Jen means “only / just” and limits the action:
- lidé se dívají do telefonu – “people look at their phone.”
- lidé se jen dívají do telefonu – “people only/just look at their phone (and do nothing else).”
It emphasizes that their activity is limited to this one thing, which fits the negative evaluation of the game.
In Czech, some verbs are reflexive by nature; their basic dictionary form already includes se. Dívat se is one of them:
- dívat se (na něco / do něčeho) = to look (at something) / to watch
So:
- lidé se dívají = people are looking
- dívají se = they are looking
Without se (dívat) is not used in this sense. You learn it as a whole unit: dívat se = “to look (at), to watch”.
Se is a clitic (weak, unstressed word). In Czech, clitics want to stand in second position in the clause, right after the first stressed element.
- First stressed element: lidé
- Then clitic: se
- Then adverb: jen
- Then main verb: dívají
So:
- Lidé se jen dívají… ✅ (natural)
- Lidé jen se dívají… ❌ (sounds wrong)
You can move jen around, but se should stay in that early “clitic slot”:
- Lidé se jen dívají…
- Lidé se dívají jen do telefonu.
The verb dívat se can take different prepositions depending on nuance and common usage:
- dívat se na něco – look at something (general)
- dívat se do něčeho – look into something (often a container, book, screen)
With devices like phones, Czech commonly uses:
- dívat se do telefonu / do mobilu – literally “look into the phone” → “stare at their phone (screen)”
You can hear dívat se na telefon, but in this context (“people just stare at their phones”), do telefonu is the very idiomatic choice.
Czech often uses a singular noun in a general way where English would naturally use a plural.
Even though lidé is plural, you can say:
- lidé se dívají do telefonu – people are looking into (their) phone(s)
The idea is “each of them is looking at their phone,” but Czech doesn’t need to mark that plurally. You could say do telefonů, but that sounds more literal and is less common in this everyday idiom.
Possession is often left implicit in Czech when it’s obvious from context, especially with body parts and personal items (hands, heads, phones, etc.):
- Zavřel oči. = He closed (his) eyes.
- Dívají se do telefonu. = They’re looking into (their) phone(s).
You can say do svých telefonů (“into their own phones”) or do svých mobilů, but it sounds more explicit and slightly heavier. In a casual sentence like this, do telefonu is the most natural way to express “at their phones.”

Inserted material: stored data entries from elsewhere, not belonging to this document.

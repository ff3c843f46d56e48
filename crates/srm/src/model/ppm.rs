// Pyramid pooling over the context stream.

use {
    super::{config::CONTEXT_BACKBONE_CHANNELS, resample::upsample_bilinear_aligned},
    candle_core::{Result, Tensor},
    candle_nn::{conv2d, Conv2d, Conv2dConfig, Module, VarBuilder},
};

/// One pooling branch: `block{i}.0` is the (parameterless) average pool,
/// `block{i}.1` the 1x1 projection.
#[derive(Debug)]
struct PoolBranch {
    kernel: usize,
    proj: Conv2d,
}

impl PoolBranch {
    fn forward(&self, xs: &Tensor, grid: usize) -> Result<Tensor> {
        let pooled = xs.avg_pool2d_with_stride(self.kernel, self.kernel)?;
        let projected = pooled.apply(&self.proj)?;
        upsample_bilinear_aligned(&projected, grid, grid)
    }
}

/// Pyramid Pooling Module.
///
/// Pools a `grid x grid` map of 1024 channels into `bins` (1, 2, 3 and 6 for
/// the reference network), projects each to `channels`, upsamples back to
/// `grid x grid` and concatenates `[x, branch_1, .., branch_n]` along channels.
#[derive(Debug)]
pub struct PyramidPooling {
    grid: usize,
    branches: Vec<PoolBranch>,
}

impl PyramidPooling {
    pub fn load(vb: VarBuilder, grid: usize, bins: &[usize], channels: usize) -> Result<Self> {
        let mut branches = Vec::with_capacity(bins.len());
        for (i, &bin) in bins.iter().enumerate() {
            if bin == 0 || grid % bin != 0 {
                candle_core::bail!("pyramid bin {bin} does not divide a {grid}x{grid} grid");
            }
            let proj = conv2d(
                CONTEXT_BACKBONE_CHANNELS,
                channels,
                1,
                Conv2dConfig::default(),
                vb.pp(format!("block{}", i + 1)).pp("1"),
            )?;
            branches.push(PoolBranch {
                kernel: grid / bin,
                proj,
            });
        }
        Ok(Self { grid, branches })
    }

    /// Average-pool kernel (and stride) of every branch, in branch order.
    pub fn kernels(&self) -> Vec<usize> {
        self.branches.iter().map(|branch| branch.kernel).collect()
    }
}

impl Module for PyramidPooling {
    fn forward(&self, xs: &Tensor) -> Result<Tensor> {
        let mut features = Vec::with_capacity(self.branches.len() + 1);
        features.push(xs.clone());
        for branch in &self.branches {
            features.push(branch.forward(xs, self.grid)?);
        }
        Tensor::cat(&features, 1)
    }
}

Yes, you can reorder parts of the sentence, keeping grammar and agreement intact:
Original:
- Pro mě je nejhorší hra ta, kde nikdo nemluví a lidé se jen dívají do telefonu.
Possible variants:
- Nejhorší hra je pro mě ta, kde nikdo nemluví…
- Pro mě je ta nejhorší hra ta, kde nikdo nemluví… (a bit redundant/stylistically heavy)
- Ta hra, kde nikdo nemluví a lidé se jen dívají do telefonu, je pro mě nejhorší.
All are grammatically correct; the differences are mainly in what is highlighted (your opinion vs the type of game vs the relative clause). The original version is a very natural, balanced way to say it.